Discovering a block is basically done by solving a problem that is hard to solve, but easy to check (think a really hard sudoku). There are still a myriad of problems that fit this description but that are not used in cryptocurrency hashing.
So here's the thought. Why not use the proof-of-work calculations to solve a problem in machine learning? Many problems in machine learning are hard to solve but easy to check. One such problem is training a machine, e.g. a big neural network. Discovering a block would be mean producing a set of weights that allow the network to validate a test data set correctly. (I'm leaving out many practical details here, such as how to treat hashes.)
Another approach may be to treat the entire network of crypto miners as the machine itself, and use it e.g. to detect interesting instances, such as in SETI, though that example may be too esoteric.
[Update 2014/07/29: I'll be pasting some remarks here that have appeared on other social networks in an effort to centralize ideas.]
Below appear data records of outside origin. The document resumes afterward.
//! Artifact bundle loading and validation
//!
//! The bundle is a single JSON document holding the fitted classifier, the
//! fitted imputer/scaler/encoder and the column schema they were trained
//! on. It is loaded once, validated eagerly and never mutated afterwards.

use crate::error::LoadError;
use crate::inference::{Classifier, ModelSpec, POSITIVE_CLASS_INDEX};
use crate::models::Label;
use crate::schema::ColumnPresentation;
use crate::transform::{CategoryProvider, OneHotEncoder, Scaler, SimpleImputer};
use serde::{Deserialize, Serialize};
use sha2::{Digest, Sha256};
use std::collections::{HashMap, HashSet};
use std::path::Path;
use tracing::{info, warn};

/// Default bundle location, relative to the working directory
pub const DEFAULT_BUNDLE_PATH: &str = "models/aussie_rain.json";

/// On-disk layout of the bundle
#[derive(Debug, Clone, Serialize, Deserialize)]
pub struct BundleFile {
    pub model: ModelSpec,
    pub imputer: SimpleImputer,
    pub scaler: Scaler,
    pub encoder: OneHotEncoder,
    pub input_cols: Vec<String>,
    pub numeric_cols: Vec<String>,
    pub categorical_cols: Vec<String>,
    pub encoded_cols: Vec<String>,
    /// Per-column overrides of the built-in presentation metadata
    #[serde(default, skip_serializing_if = "HashMap::is_empty")]
    pub presentation: HashMap<String, ColumnPresentation>,
}

/// Loaded, validated and immutable bundle
pub struct ArtifactBundle {
    model: Box<dyn Classifier>,
    imputer: SimpleImputer,
    scaler: Scaler,
    encoder: OneHotEncoder,
    input_cols: Vec<String>,
    numeric_cols: Vec<String>,
    categorical_cols: Vec<String>,
    encoded_cols: Vec<String>,
    presentation: HashMap<String, ColumnPresentation>,
    version: String,
}

impl std::fmt::Debug for ArtifactBundle {
    fn fmt(&self, f: &mut std::fmt::Formatter<'_>) -> std::fmt::Result {
        f.debug_struct("ArtifactBundle")
            .field("model", &self.model.kind())
            .field("input_cols", &self.input_cols)
            .field("numeric_cols", &self.numeric_cols)
            .field("categorical_cols", &self.categorical_cols)
            .field("encoded_cols", &self.encoded_cols.len())
            .field("version", &self.version)
            .finish()
    }
}

impl ArtifactBundle {
    /// Load and validate a bundle from disk
    pub fn load(path: impl AsRef<Path>) -> Result<Self, LoadError> {
        Self::load_verified(path, None)
    }

    /// Load a bundle, optionally verifying its SHA-256 checksum first
    pub fn load_verified(
        path: impl AsRef<Path>,
        expected_sha256: Option<&str>,
    ) -> Result<Self, LoadError> {
        let path = path.as_ref();
        let bytes = std::fs::read(path).map_err(|source| LoadError::Io {
            path: path.to_path_buf(),
            source,
        })?;

        let checksum = sha256_hex(&bytes);
        if let Some(expected) = expected_sha256 {
            if !expected.eq_ignore_ascii_case(&checksum) {
                return Err(LoadError::ChecksumMismatch {
                    expected: expected.to_string(),
                    actual: checksum,
                });
            }
        }

        let file: BundleFile = serde_json::from_slice(&bytes).map_err(|source| LoadError::Parse {
            path: path.to_path_buf(),
            source,
        })?;
        let base_dir = path.parent().unwrap_or_else(|| Path::new("."));
        let bundle = Self::build(file, base_dir, short_version(&checksum))?;

        info!(
            path = %path.display(),
            version = %bundle.version,
            model = bundle.model.kind(),
            features = bundle.n_features(),
            "Loaded artifact bundle"
        );
        Ok(bundle)
    }

    /// Build a bundle from an in-memory description
    pub fn from_file(file: BundleFile, base_dir: &Path) -> Result<Self, LoadError> {
        let bytes = serde_json::to_vec(&file)
            .map_err(|e| LoadError::schema(format!("bundle is not serializable: {}", e)))?;
        Self::build(file, base_dir, short_version(&sha256_hex(&bytes)))
    }

    fn build(file: BundleFile, base_dir: &Path, version: String) -> Result<Self, LoadError> {
        validate_columns(&file)?;
        validate_transformers(&file)?;

        let model = file.model.into_classifier(base_dir)?;
        validate_model(model.as_ref(), file.numeric_cols.len() + file.encoded_cols.len())?;

        Ok(Self {
            model,
            imputer: file.imputer,
            scaler: file.scaler,
            encoder: file.encoder,
            input_cols: file.input_cols,
            numeric_cols: file.numeric_cols,
            categorical_cols: file.categorical_cols,
            encoded_cols: file.encoded_cols,
            presentation: file.presentation,
            version,
        })
    }

    /// Swap in another classifier backend. It must accept the same classes
    /// and feature width as the one it replaces.
    pub fn with_classifier(mut self, model: Box<dyn Classifier>) -> Result<Self, LoadError> {
        validate_model(model.as_ref(), self.n_features())?;
        self.model = model;
        Ok(self)
    }

    pub fn model(&self) -> &dyn Classifier {
        self.model.as_ref()
    }

    pub fn imputer(&self) -> &SimpleImputer {
        &self.imputer
    }

    pub fn scaler(&self) -> &Scaler {
        &self.scaler
    }

    pub fn encoder(&self) -> &OneHotEncoder {
        &self.encoder
    }

    pub fn input_cols(&self) -> &[String] {
        &self.input_cols
    }

    pub fn numeric_cols(&self) -> &[String] {
        &self.numeric_cols
    }

    pub fn categorical_cols(&self) -> &[String] {
        &self.categorical_cols
    }

    pub fn encoded_cols(&self) -> &[String] {
        &self.encoded_cols
    }

    pub fn presentation(&self) -> &HashMap<String, ColumnPresentation> {
        &self.presentation
    }

    /// Short SHA-256 fingerprint of the bundle contents
    pub fn version(&self) -> &str {
        &self.version
    }

    /// Width of the feature vector fed to the model
    pub fn n_features(&self) -> usize {
        self.numeric_cols.len() + self.encoded_cols.len()
    }
}

impl CategoryProvider for ArtifactBundle {
    fn categories_for(&self, column: &str) -> Option<&[String]> {
        let index = self.categorical_cols.iter().position(|c| c == column)?;
        self.encoder.categories_at(index)
    }
}

/// Hex-encoded SHA-256 of `bytes`
pub fn sha256_hex(bytes: &[u8]) -> String {
    let mut hasher = Sha256::new();
    hasher.update(bytes);
    hex::encode(hasher.finalize())
}

fn short_version(checksum: &str) -> String {
    format!("sha256:{}", &checksum[..12.min(checksum.len())])
}

fn find_duplicate(cols: &[String]) -> Option<&str> {
    let mut seen = HashSet::new();
    cols.iter().find(|c| !seen.insert(c.as_str())).map(String::as_str)
}

/// `sub` must appear within `all` in the same relative order
fn is_ordered_subsequence(sub: &[String], all: &[String]) -> bool {
    let mut it = all.iter();
    sub.iter().all(|s| it.any(|a| a == s))
}

fn validate_columns(file: &BundleFile) -> Result<(), LoadError> {
    for (name, cols) in [
        ("input_cols", &file.input_cols),
        ("numeric_cols", &file.numeric_cols),
        ("categorical_cols", &file.categorical_cols),
        ("encoded_cols", &file.encoded_cols),
    ] {
        if let Some(dup) = find_duplicate(cols) {
            return Err(LoadError::schema(format!("duplicate column '{}' in {}", dup, name)));
        }
    }

    let numeric: HashSet<&str> = file.numeric_cols.iter().map(String::as_str).collect();
    let categorical: HashSet<&str> = file.categorical_cols.iter().map(String::as_str).collect();
    let input: HashSet<&str> = file.input_cols.iter().map(String::as_str).collect();

    if let Some(both) = numeric.intersection(&categorical).next() {
        return Err(LoadError::schema(format!(
            "column '{}' is both numeric and categorical",
            both
        )));
    }
    if let Some(extra) = numeric.union(&categorical).find(|c| !input.contains(*c)) {
        return Err(LoadError::schema(format!(
            "column '{}' is not listed in input_cols",
            extra
        )));
    }
    if let Some(orphan) = file
        .input_cols
        .iter()
        .find(|c| !numeric.contains(c.as_str()) && !categorical.contains(c.as_str()))
    {
        return Err(LoadError::schema(format!(
            "input column '{}' is neither numeric nor categorical",
            orphan
        )));
    }
    if !is_ordered_subsequence(&file.numeric_cols, &file.input_cols)
        || !is_ordered_subsequence(&file.categorical_cols, &file.input_cols)
    {
        return Err(LoadError::schema(
            "numeric_cols and categorical_cols must follow input_cols order",
        ));
    }
    Ok(())
}

fn validate_transformers(file: &BundleFile) -> Result<(), LoadError> {
    let n_numeric = file.numeric_cols.len();

    if file.imputer.width() != n_numeric {
        return Err(LoadError::component(
            "imputer",
            format!(
                "fitted on {} columns, bundle has {} numeric columns",
                file.imputer.width(),
                n_numeric
            ),
        ));
    }
    if file.imputer.statistics.iter().any(|s| s.is_nan()) {
        return Err(LoadError::component("imputer", "fill statistics contain NaN"));
    }

    file.scaler
        .check()
        .map_err(|m| LoadError::component("scaler", m))?;
    if file.scaler.width() != n_numeric {
        return Err(LoadError::component(
            "scaler",
            format!(
                "fitted on {} columns, bundle has {} numeric columns",
                file.scaler.width(),
                n_numeric
            ),
        ));
    }

    match &file.encoder.categories {
        Some(categories) => {
            if categories.len() != file.categorical_cols.len() {
                return Err(LoadError::component(
                    "encoder",
                    format!(
                        "fitted on {} columns, bundle has {} categorical columns",
                        categories.len(),
                        file.categorical_cols.len()
                    ),
                ));
            }
            for (col, cats) in file.categorical_cols.iter().zip(categories) {
                if cats.is_empty() {
                    return Err(LoadError::component(
                        "encoder",
                        format!("no categories for column '{}'", col),
                    ));
                }
                if let Some(dup) = find_duplicate(cats) {
                    return Err(LoadError::component(
                        "encoder",
                        format!("duplicate category '{}' for column '{}'", dup, col),
                    ));
                }
            }
            if file.encoder.output_width() != file.encoded_cols.len() {
                return Err(LoadError::component(
                    "encoder",
                    format!(
                        "produces {} columns, encoded_cols lists {}",
                        file.encoder.output_width(),
                        file.encoded_cols.len()
                    ),
                ));
            }
        }
        // without category lists the encoder contributes no columns
        None if !file.encoded_cols.is_empty() => {
            return Err(LoadError::component(
                "encoder",
                format!(
                    "exported no categories, encoded_cols lists {}",
                    file.encoded_cols.len()
                ),
            ));
        }
        None if !file.categorical_cols.is_empty() => {
            warn!("Encoder exported no category lists; categorical inputs fall back to 'Unknown'");
        }
        None => {}
    }
    Ok(())
}

fn validate_model(model: &dyn Classifier, n_features: usize) -> Result<(), LoadError> {
    let classes = model.classes();
    if classes.len() != 2
        || classes[POSITIVE_CLASS_INDEX] != Label::POSITIVE
        || classes[1 - POSITIVE_CLASS_INDEX] != Label::NEGATIVE
    {
        return Err(LoadError::component(
            "model",
            format!(
                "expected classes [\"{}\", \"{}\"], found {:?}",
                Label::NEGATIVE,
                Label::POSITIVE,
                classes
            ),
        ));
    }
    if model.n_features() != n_features {
        return Err(LoadError::component(
            "model",
            format!(
                "expects {} features, pipeline produces {}",
                model.n_features(),
                n_features
            ),
        ));
    }
    Ok(())
}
Specific properties of the computations in typical proof-of-work:
- Solution is hard to obtain but easy to verify;
- Input data for the computation depends on the block / transaction data;
- A small change in the input data triggers a big change in the solution.
"Block-finding is like winning the lottery and mining throughput is proportional to the number of tickets bought."
So how about formulating a problem that rewards intelligence instead of computational power, possibly maintaining some of the properties listed above?